Microsoft is Encouraging People around the World to Embrace Digital Civility

The company has a responsibility to create online services and communities where people feel safe

We celebrated Safer Internet Day (SID) this month. Starting as an initiative of the EU SafeBorders project in 2004, Safer Internet Day has grown beyond its traditional geographic zone and is now celebrated in approximately 150 countries worldwide including Bulgaria.

Safer Internet Day is celebrated around the world in February of each year, with Safer Internet Centres, SID Committees and other supporters in each of the countries coming together to plan and organise events. From cyberbullying to social networking, each year Safer Internet Day aims to raise awareness of emerging online issues and chooses a topic reflecting current concerns. This year’s SID celebration took place on Tuesday, 11 February 2020 with the slogan “Together for a better internet”.
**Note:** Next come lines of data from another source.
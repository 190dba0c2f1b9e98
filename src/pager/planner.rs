use super::item::{PagerItem, PagerItemKind};
use super::options::PagerOptions;

/// Inclusive range of page numbers shown as numeric items.
#[derive(Debug, Clone, Copy, PartialEq, Eq)]
pub struct NumericWindow {
    pub start: i64,
    pub end: i64,
}

impl NumericWindow {
    /// Window of `width` pages centered on `current` within `[1, total_pages]`,
    /// kept at full width near either boundary.
    pub fn centered(total_pages: i64, current: i64, width: i64) -> Option<Self> {
        if width <= 0 || total_pages <= 0 {
            return None;
        }
        let width = width.min(total_pages);
        let start = current.saturating_sub((width - 1) / 2).max(1);
        let end = start.saturating_add(width - 1).min(total_pages);
        let start = (end - width + 1).max(1);
        Some(Self { start, end })
    }

    pub fn len(&self) -> i64 {
        self.end - self.start + 1
    }

    pub fn contains(&self, page: i64) -> bool {
        (self.start..=self.end).contains(&page)
    }
}

/// Decide which items the pager shows and in what order.
///
/// `total_pages` is already capped by `maximum_page_number` and `current` is
/// already clamped into `[1, total_pages]`.
pub fn plan(total_pages: i64, current: i64, options: &PagerOptions) -> Vec<PagerItem> {
    if options.auto_hide && total_pages <= 1 {
        return Vec::new();
    }

    let mut items = Vec::new();
    let push_nav = |items: &mut Vec<PagerItem>, kind: PagerItemKind, target: i64, disabled: bool| {
        if !disabled || options.show_disabled_pager_items {
            items.push(PagerItem::navigation(kind, target, disabled));
        }
    };

    let at_first = current <= 1;
    let at_last = current >= total_pages;

    if options.show_first_last {
        push_nav(&mut items, PagerItemKind::First, 1, at_first);
    }
    if options.show_prev_next {
        push_nav(&mut items, PagerItemKind::Prev, current.saturating_sub(1), at_first);
    }

    if options.show_numeric_pager_items
        && let Some(window) =
            NumericWindow::centered(total_pages, current, options.numeric_pager_item_count)
    {
        items.extend(
            (window.start..=window.end).map(|page| PagerItem::numeric(page, page == current)),
        );
        if options.show_more_pager_items && window.end < total_pages {
            items.push(PagerItem::more(window.end + 1));
        }
    }

    if options.show_prev_next {
        push_nav(&mut items, PagerItemKind::Next, current.saturating_add(1), at_last);
    }
    if options.show_first_last {
        push_nav(&mut items, PagerItemKind::Last, total_pages, at_last);
    }

    tracing::debug!(total_pages, current, items = items.len(), "pager items planned");
    items
}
“We encourage everyone to be more civil online. This year we are launching a boardgame called Thumbs Up, Bug Down. It is designed to help teachers empower their students to get the most out of the internet, while staying safe online. The game is a part of Microsoft’s ongoing annual campaign to promote digital civility and online safety because online risks have real-world consequences,” said Gergana Ruseva, Education Industry Account Executive for Balkans, Microsoft.

As part of its commitment towards online safety, Microsoft released its 4th annual Digital Civility Index (DCI), which is based on a survey conducted this past summer in 25 countries examining people’s attitudes and perceptions about online behaviors and interactions. The survey polled teens (ages 13-17) and adults (18-74) asking about their experiences and encounters with 21 different online risks across four categories: behavioral, reputational, sexual and personal/intrusive. New countries in this year’s edition of the DCI include: Indonesia, The Netherlands, and Poland.

Microsoft will continue to push its Digital Civility Challenge encouraging people to post on social media about their commitment to the challenge tenets, originally released for Safer Internet Day 2017, using the hashtags #Challenge4Civility and #Im4DigitalCivility, and to share examples of how being more civil online has made a positive difference in their life and/or community.